Judge Holmes treads warily. Doc Duane was acting in good faith before he had his return prepared. Apparently, he’d once before had a large, non-cash charitable accepted by IRS without an appraisal. (Judge Holmes’ emphasis). “But we want to be careful about limiting this finding of reasonableness–we find only that it was reasonable for Pankratz to not know about this requirement when he first submitted information to the [tax counsel].” 2021 T. C. Memo. 26, at p. 25.

As for good faith reliance, Doc Duane never spoke to tax counsel. Tax counsel testifies that trusty accountant spoke to him, and he told trusty accountant that appraisal was required. But as trusty accountant never told Doc Duane, that’s out.

True, Doc Duane says he never examined the return before signing. But that’s not invariably disqualifying chopwise. “A taxpayer’s failure to review a return, though troubling, is not by itself fatal–there can be cases where even diligent taxpayers wouldn’t be able to see a subtle problem in their tax returns.” 2021 T. C. Memo. 26, at p. 26 (Citation omitted).

The trouble for Doc Duane is that Form 8283 says “appraisal” in four (count ’em, four) different places. Judge Holmes even prints a copy of the form (for the year at issue; since amended) at p. 14. And Doc Duane is a savvy, well-educated businessman, who built a multifaceted business from a start in a waterless farmhouse, doing hard chores.

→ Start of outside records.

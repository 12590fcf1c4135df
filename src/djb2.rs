//! djb2 string hashing.
//!
//! The accumulator starts at 5381 and absorbs each byte as
//! `acc * 33 + byte`, wrapping on a 64-bit unsigned integer. Bucket
//! indices are the accumulator reduced modulo the table capacity. The
//! exact arithmetic is part of the table's contract: two tables only agree
//! on bucket placement if they hash identically.

const SEED: u64 = 5381;

/// Raw djb2 accumulator for `key`.
#[inline]
pub fn djb2(key: &str) -> u64 {
    key.as_bytes().iter().fold(SEED, |acc, &c| {
        (acc << 5).wrapping_add(acc).wrapping_add(u64::from(c))
    })
}

/// Bucket index for `key` in a table with `max` buckets, in `[0, max)`.
///
/// `max` must be non-zero; `HashTable` guarantees this through `Capacity`.
#[inline]
pub fn bucket_index(key: &str, max: usize) -> usize {
    debug_assert!(max > 0, "bucket_index called with zero buckets");
    // usize -> u64 is lossless on every supported target, and the result
    // is < max so the narrowing back is too.
    (djb2(key) % max as u64) as usize
}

Doc Duane boosted his depreciation deductions with sum-of-the-parts cost-segregation studies performed by tax counsel. Tax counsel got to see everything. Doc Duane took his deductions based on the draft report, but as the final didn’t vary materially, IRS loses any chops on any extra tax generated by failings thereof.

Finally, Doc Duane’s Section 162 ordinary-and-necessary deductions got hit, but as the issue there is bookkeeping mistakes, whether Doc Duane had a good system in place can vitiate the chops. In a multiplex business operation, the high command cannot oversee every ledger entry. It’s not a question of reliance on experts, but whether there were enough checks-and-balances to keep the rank-and-file on the straight-and-narrow. Mostly.

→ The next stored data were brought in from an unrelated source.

//! Entries and per-bucket chain operations.
//!
//! Entries live in a single `SlotMap` arena owned by the table. A bucket
//! stores the key of its chain's head; each entry stores a non-owning link
//! to its successor. Chains are strictly linear: every entry is reachable
//! from exactly one head, at exactly one position.
//!
//! None of the functions here know about hashing or counts. They take the
//! arena and a mutable head, relink as needed, and report what happened so
//! the table can keep its bookkeeping.

use slotmap::{new_key_type, SlotMap};

new_key_type! {
    /// Generational key of an entry in the arena.
    pub(crate) struct EntryKey;
}

pub(crate) type Arena = SlotMap<EntryKey, Entry>;

#[derive(Debug)]
pub(crate) struct Entry {
    pub(crate) key: String,
    pub(crate) value: String,
    pub(crate) next: Option<EntryKey>,
}

impl Entry {
    /// Build an unlinked entry owning its own copies of `key` and `value`.
    pub(crate) fn new(key: &str, value: &str) -> Self {
        Entry {
            key: key.to_owned(),
            value: value.to_owned(),
            next: None,
        }
    }
}

/// Release `entry` from the arena. Does not touch the chain around it;
/// callers unlink first.
pub(crate) fn destroy(arena: &mut Arena, entry: EntryKey) -> Option<Entry> {
    arena.remove(entry)
}

/// Result of writing a key/value pair into a chain.
#[derive(Debug, PartialEq, Eq)]
pub(crate) enum Upsert {
    /// A new entry was created.
    Inserted,
    /// An entry with the same key existed; its value was replaced.
    Updated { previous: String },
    /// A different key occupied the slot and was overwritten in place.
    Displaced { key: String, value: String },
}

impl Upsert {
    #[inline]
    pub(crate) fn added(&self) -> bool {
        matches!(self, Upsert::Inserted)
    }
}

/// Update the entry for `key` if the chain has one, otherwise append a
/// new entry at the tail. Colliding keys keep their insertion order.
pub(crate) fn insert_or_update(
    arena: &mut Arena,
    head: &mut Option<EntryKey>,
    key: &str,
    value: &str,
) -> Upsert {
    let mut tail = None;
    let mut cursor = *head;
    while let Some(k) = cursor {
        let entry = &mut arena[k];
        if entry.key == key {
            let previous = core::mem::replace(&mut entry.value, value.to_owned());
            return Upsert::Updated { previous };
        }
        tail = Some(k);
        cursor = entry.next;
    }

    let new = arena.insert(Entry::new(key, value));
    match tail {
        Some(t) => arena[t].next = Some(new),
        None => *head = Some(new),
    }
    Upsert::Inserted
}

/// Single-slot write: the chain never grows past one entry. A different
/// key already in the slot is overwritten along with its value.
pub(crate) fn insert_single(
    arena: &mut Arena,
    head: &mut Option<EntryKey>,
    key: &str,
    value: &str,
) -> Upsert {
    let Some(k) = *head else {
        *head = Some(arena.insert(Entry::new(key, value)));
        return Upsert::Inserted;
    };
    let entry = &mut arena[k];
    debug_assert!(entry.next.is_none(), "single-slot chain longer than one");
    let previous = core::mem::replace(&mut entry.value, value.to_owned());
    if entry.key == key {
        Upsert::Updated { previous }
    } else {
        let displaced = core::mem::replace(&mut entry.key, key.to_owned());
        Upsert::Displaced {
            key: displaced,
            value: previous,
        }
    }
}

/// First entry in the chain whose key equals `key`.
pub(crate) fn find(arena: &Arena, head: Option<EntryKey>, key: &str) -> Option<EntryKey> {
    iter(arena, head).find(|(_, e)| e.key == key).map(|(k, _)| k)
}

/// Unlink and destroy the entry for `key`. Returns `None`, leaving the
/// chain untouched, when no entry matches.
pub(crate) fn remove(arena: &mut Arena, head: &mut Option<EntryKey>, key: &str) -> Option<Entry> {
    let mut prev: Option<EntryKey> = None;
    let mut cursor = *head;
    while let Some(k) = cursor {
        let next = arena[k].next;
        if arena[k].key == key {
            match prev {
                None => *head = next,
                Some(p) => arena[p].next = next,
            }
            return destroy(arena, k);
        }
        prev = Some(k);
        cursor = next;
    }
    None
}

/// Link an already-allocated, detached entry after `tail`. Used while
/// re-bucketing, where entries move between chains without being copied.
pub(crate) fn append(
    arena: &mut Arena,
    head: &mut Option<EntryKey>,
    tail: &mut Option<EntryKey>,
    entry: EntryKey,
) {
    arena[entry].next = None;
    match *tail {
        Some(t) => arena[t].next = Some(entry),
        None => *head = Some(entry),
    }
    *tail = Some(entry);
}

/// Destroy every entry of the chain and empty the head. Returns how many
/// entries were released.
pub(crate) fn release_chain(arena: &mut Arena, head: &mut Option<EntryKey>) -> usize {
    let mut released = 0;
    let mut cursor = head.take();
    while let Some(k) = cursor {
        cursor = destroy(arena, k).and_then(|e| e.next);
        released += 1;
    }
    released
}

/// Walks one chain from its head.
pub(crate) struct ChainIter<'a> {
    arena: &'a Arena,
    cursor: Option<EntryKey>,
}

impl<'a> Iterator for ChainIter<'a> {
    type Item = (EntryKey, &'a Entry);

    #[inline]
    fn next(&mut self) -> Option<Self::Item> {
        let k = self.cursor?;
        let entry = self.arena.get(k)?;
        self.cursor = entry.next;
        Some((k, entry))
    }
}

pub(crate) fn iter(arena: &Arena, head: Option<EntryKey>) -> ChainIter<'_> {
    ChainIter {
        arena,
        cursor: head,
    }
}

#[cfg(test)]
mod tests {
    use super::*;

    fn keys(arena: &Arena, head: Option<EntryKey>) -> Vec<&str> {
        iter(arena, head).map(|(_, e)| e.key.as_str()).collect()
    }

    /// Invariant: entries own copies; mutating the caller's buffers later
    /// does not affect the stored pair.
    #[test]
    fn entry_owns_copies() {
        let mut k = String::from("key");
        let mut v = String::from("value");
        let e = Entry::new(&k, &v);
        k.push('!');
        v.clear();
        assert_eq!(e.key, "key");
        assert_eq!(e.value, "value");
        assert!(e.next.is_none());
    }

    /// Invariant: new keys append at the tail, preserving insertion order.
    #[test]
    fn insert_appends_in_order() {
        let mut arena = Arena::with_key();
        let mut head = None;
        for k in ["a", "b", "c"] {
            assert_eq!(insert_or_update(&mut arena, &mut head, k, "v"), Upsert::Inserted);
        }
        assert_eq!(keys(&arena, head), ["a", "b", "c"]);
        assert_eq!(arena.len(), 3);
    }

    /// Invariant: an existing key is updated in place, not appended.
    #[test]
    fn insert_existing_key_updates() {
        let mut arena = Arena::with_key();
        let mut head = None;
        insert_or_update(&mut arena, &mut head, "a", "1");
        insert_or_update(&mut arena, &mut head, "b", "2");
        let r = insert_or_update(&mut arena, &mut head, "b", "3");
        assert_eq!(
            r,
            Upsert::Updated {
                previous: "2".to_string()
            }
        );
        assert!(!r.added());
        assert_eq!(keys(&arena, head), ["a", "b"]);
        let b = find(&arena, head, "b").unwrap();
        assert_eq!(arena[b].value, "3");
    }

    #[test]
    fn find_on_empty_and_missing() {
        let mut arena = Arena::with_key();
        assert!(find(&arena, None, "a").is_none());
        let mut head = None;
        insert_or_update(&mut arena, &mut head, "a", "1");
        assert!(find(&arena, head, "ab").is_none());
        assert!(find(&arena, head, "a").is_some());
    }

    /// Invariant: removing the head promotes its successor; removing from
    /// the middle or tail splices the predecessor past it.
    #[test]
    fn remove_head_middle_tail() {
        let mut arena = Arena::with_key();
        let mut head = None;
        for k in ["a", "b", "c", "d"] {
            insert_or_update(&mut arena, &mut head, k, k);
        }

        let removed = remove(&mut arena, &mut head, "a").unwrap();
        assert_eq!((removed.key.as_str(), removed.value.as_str()), ("a", "a"));
        assert_eq!(keys(&arena, head), ["b", "c", "d"]);

        remove(&mut arena, &mut head, "c").unwrap();
        assert_eq!(keys(&arena, head), ["b", "d"]);

        remove(&mut arena, &mut head, "d").unwrap();
        assert_eq!(keys(&arena, head), ["b"]);

        remove(&mut arena, &mut head, "b").unwrap();
        assert!(head.is_none());
        assert!(arena.is_empty());
    }

    /// Invariant: removing an absent key is a no-op.
    #[test]
    fn remove_missing_is_noop() {
        let mut arena = Arena::with_key();
        let mut head = None;
        assert!(remove(&mut arena, &mut head, "a").is_none());
        insert_or_update(&mut arena, &mut head, "a", "1");
        insert_or_update(&mut arena, &mut head, "b", "2");
        assert!(remove(&mut arena, &mut head, "z").is_none());
        assert_eq!(keys(&arena, head), ["a", "b"]);
        assert_eq!(arena.len(), 2);
    }

    /// Invariant: the single-slot writer never grows the chain and reports
    /// the key it displaced.
    #[test]
    fn single_slot_displaces() {
        let mut arena = Arena::with_key();
        let mut head = None;
        assert_eq!(insert_single(&mut arena, &mut head, "a", "1"), Upsert::Inserted);
        assert_eq!(
            insert_single(&mut arena, &mut head, "a", "2"),
            Upsert::Updated {
                previous: "1".to_string()
            }
        );
        assert_eq!(
            insert_single(&mut arena, &mut head, "b", "3"),
            Upsert::Displaced {
                key: "a".to_string(),
                value: "2".to_string()
            }
        );
        assert_eq!(keys(&arena, head), ["b"]);
        assert_eq!(arena.len(), 1);
    }

    #[test]
    fn append_and_release() {
        let mut arena = Arena::with_key();
        let a = arena.insert(Entry::new("a", "1"));
        let b = arena.insert(Entry::new("b", "2"));
        let (mut head, mut tail) = (None, None);
        append(&mut arena, &mut head, &mut tail, a);
        append(&mut arena, &mut head, &mut tail, b);
        assert_eq!(keys(&arena, head), ["a", "b"]);
        assert_eq!(tail, Some(b));

        assert_eq!(release_chain(&mut arena, &mut head), 2);
        assert!(head.is_none());
        assert!(arena.is_empty());
        assert_eq!(release_chain(&mut arena, &mut head), 0);
    }
}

As to some of his businesses, his trusty CPA preparer did all the right things; if Doc Duane hadn’t settled out on the Section 162 write-offs, maybe her work would have gotten a better result. As to some other businesses, the trusty accountant, though no tax whiz nor great communicator, had been on the job for years and had done a good job.

There was a third bookkeeper. “All we know about N is that Pankratz believed her to be a ‘great bookkeeper.’ But we don’t know anything about her experience, her education, or her bookkeeping methods. We have nothing aside from Pankratz’s word (and we do mean one word–‘great’) with which to determine whether N was a qualified, competent bookkeeper. And there is nothing in the record to show that N’s work was reviewed by any more obviously qualified tax professional…. Penalties therefore apply to any erroneous deductions taken for businesses where N did the bookkeeping.” 2021 T. C. Memo. 26, at p. 40. (Name omitted).

Doc Duane had three (count ’em, three) attorneys on the case, from a high-powered tax firm with lots of combat time. I’m surprised they put in nothing about N’s experience and qualifications, especially since all the deficiencies were stiped out. When chops are all that is left, every little bit helps. Unless maybe N was less than “great,” and the less said, the better.